- EXERCISE GOAL: The answer must be an exact copy of all the data below.

[Stored items]
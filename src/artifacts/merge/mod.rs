//! Merge engine
//!
//! - `merge_base`: nearest common ancestor of two commits
//! - `merge3`: line-based three-way text merge with conflict markers
//! - `resolver`: path-by-path three-way tree merge

pub mod merge3;
pub mod merge_base;
pub mod resolver;

use crate::artifacts::merge::resolver::Conflict;
use crate::artifacts::objects::object_id::ObjectId;

/// What a merge did
#[derive(Debug, Clone, PartialEq, Eq)]
pub enum MergeOutcome {
    /// The other side is already contained in HEAD
    UpToDate,
    /// HEAD was an ancestor and now points at the other side
    FastForward { from: ObjectId, to: ObjectId },
    /// A merge commit with both sides as parents
    Merged { commit: ObjectId },
    /// Unresolved paths are waiting in the index and working tree
    Conflicted { conflicts: Vec<Conflict> },
}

- YOUR SOLUTION:
filename src/artifacts/merge/mod.rs
//! Merge engine
//!
//! - `merge_base`: nearest common ancestor of two commits
//! - `merge3`: line-based three-way text merge with conflict markers
//! - `resolver`: path-by-path three-way tree merge

pub mod merge3;
pub mod merge_base;
pub mod resolver;

use crate::artifacts::merge::resolver::Conflict;
use crate::artifacts::objects::object_id::ObjectId;

/// What a merge did
#[derive(Debug, Clone, PartialEq, Eq)]
pub enum MergeOutcome {
    /// The other side is already contained in HEAD
    UpToDate,
    /// HEAD was an ancestor and now points at the other side
    FastForward { from: ObjectId, to: ObjectId },
    /// A merge commit with both sides as parents
    Merged { commit: ObjectId },
    /// Unresolved paths are waiting in the index and working tree
    Conflicted { conflicts: Vec<Conflict> },
}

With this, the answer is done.